When to use this form

Use this broad mental health screener when you need a quick, whole-person view across mood, anxiety, sleep, substance use, and related domains. It works well at intake for outpatient counseling, school clinics, and primary care to flag what needs follow-up. It is also useful before med checks and at each visit to track change and adjust care. For fuller background, pair your results with a Psychosocial assessment form. If you expect complex presentations, coordinate next steps with a Psychiatrist interview form. The results help you set priorities, choose targeted scales, plan brief interventions, and document progress.

Must Ask DSM-5 Level 1 Cross-Cutting Symptom Measure Assessment Questions

  1. Over the past two weeks, how often have you had little interest or pleasure in doing things?

    Anhedonia is a core sign of depression and often predicts functional impact. Clarity on frequency guides whether to prioritize behavioral activation, psychotherapy, or referral.

  2. Over the past two weeks, how often have you felt nervous, anxious, or on edge?

    Anxiety can drive avoidance and somatic complaints that derail care plans. Knowing severity helps you plan monitoring and select brief interventions that fit the setting.

  3. Over the past two weeks, how often have you had trouble falling or staying asleep?

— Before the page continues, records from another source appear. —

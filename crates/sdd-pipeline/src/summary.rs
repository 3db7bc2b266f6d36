use std::fmt;

use comfy_table::modifiers::{UTF8_ROUND_CORNERS, UTF8_SOLID_INNER_BORDERS};
use comfy_table::presets::UTF8_FULL;
use comfy_table::{
    Attribute, Cell, CellAlignment, Color, ColumnConstraint, ContentArrangement, Table, Width,
};

use crate::pipeline::{RunResult, TableStatus};

/// Overview of a run: header lines plus one table row per specification.
pub struct RunSummary {
    lines: Vec<String>,
    table: Table,
    errors: Vec<String>,
}

impl RunSummary {
    pub fn new(result: &RunResult) -> Self {
        let lines = vec![
            format!("Run started: {}", result.started_at.format("%Y-%m-%d %H:%M:%S UTC")),
            format!("Year: {}", result.year),
            format!("Output: {}", result.output_dir.display()),
            format!("Pupils: {}", result.exclusion),
        ];

        let mut table = Table::new();
        table.set_header(vec![
            header_cell("Table"),
            header_cell("Strategy"),
            header_cell("Rows"),
            header_cell("Status"),
        ]);
        apply_summary_table_style(&mut table);
        align_column(&mut table, 2, CellAlignment::Right);
        align_column(&mut table, 3, CellAlignment::Center);

        let mut total_rows = 0usize;
        let mut errors = Vec::new();
        for outcome in &result.tables {
            let (rows, status) = match &outcome.status {
                TableStatus::Written { rows, .. } => {
                    total_rows += rows;
                    (Cell::new(rows), Cell::new("written").fg(Color::Green))
                }
                TableStatus::Failed { message } => {
                    errors.push(format!("{}: {message}", outcome.name));
                    (dim_cell("-"), Cell::new("failed").fg(Color::Red))
                }
            };
            table.add_row(vec![
                Cell::new(&outcome.name),
                Cell::new(outcome.strategy.display_name()),
                rows,
                status,
            ]);
        }
        table.add_row(vec![
            Cell::new("TOTAL")
                .fg(Color::Cyan)
                .add_attribute(Attribute::Bold),
            dim_cell("-"),
            Cell::new(total_rows).add_attribute(Attribute::Bold),
            Cell::new(format!("{}/{}", result.written(), result.tables.len()))
                .add_attribute(Attribute::Bold),
        ]);
        Self {
            lines,
            table,
            errors,
        }
    }

    pub fn table(&self) -> &Table {
        &self.table
    }

    /// `table: message` for every failed specification.
    pub fn errors(&self) -> &[String] {
        &self.errors
    }
}

impl fmt::Display for RunSummary {
    fn fmt(&self, f: &mut fmt::Formatter<'_>) -> fmt::Result {
        for line in &self.lines {
            writeln!(f, "{line}")?;
        }
        write!(f, "{}", self.table)
    }
}

pub fn print_summary(result: &RunResult) {
    let summary = RunSummary::new(result);
    println!("{summary}");
    if !summary.errors().is_empty() {
        eprintln!("Errors:");
        for error in summary.errors() {
            eprintln!("- {error}");
        }
    }
}

fn apply_summary_table_style(table: &mut Table) {
    table
        .load_preset(UTF8_FULL)
        .apply_modifier(UTF8_ROUND_CORNERS)
        .apply_modifier(UTF8_SOLID_INNER_BORDERS)
        .set_content_arrangement(ContentArrangement::DynamicFullWidth)
        .set_width(120);
    table.set_constraints(vec![
        ColumnConstraint::UpperBoundary(Width::Percentage(45)),
        ColumnConstraint::LowerBoundary(Width::Fixed(12)),
        ColumnConstraint::LowerBoundary(Width::Fixed(6)),
        ColumnConstraint::LowerBoundary(Width::Fixed(8)),
    ]);
}

fn align_column(table: &mut Table, index: usize, alignment: CellAlignment) {
    if let Some(column) = table.column_mut(index) {
        column.set_cell_alignment(alignment);
    }
}

fn header_cell(label: &str) -> Cell {
    Cell::new(label)
        .fg(Color::Cyan)
        .add_attribute(Attribute::Bold)
}

fn dim_cell<T: ToString>(value: T) -> Cell {
    Cell::new(value).fg(Color::DarkGrey)
}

    Sleep problems amplify mood and anxiety symptoms and can signal emerging mania. Tracking sleep informs coaching on routines and coordination around medication timing.

  4. In the past two weeks, how often have you used alcohol or drugs more than you intended?

    Substance use can worsen mood, disrupt sleep, and affect safety, skewing other scores. If responses suggest risk, follow up with the Alcohol and drug evaluation form to assess patterns and harms.

  5. In the past two weeks, how often have you had unusually high energy or needed less sleep without feeling tired?

    Elevated energy and reduced sleep may indicate hypomania or mania and change treatment direction. If present, add the Young mania rating scale (YMRS) form to quantify severity and track response.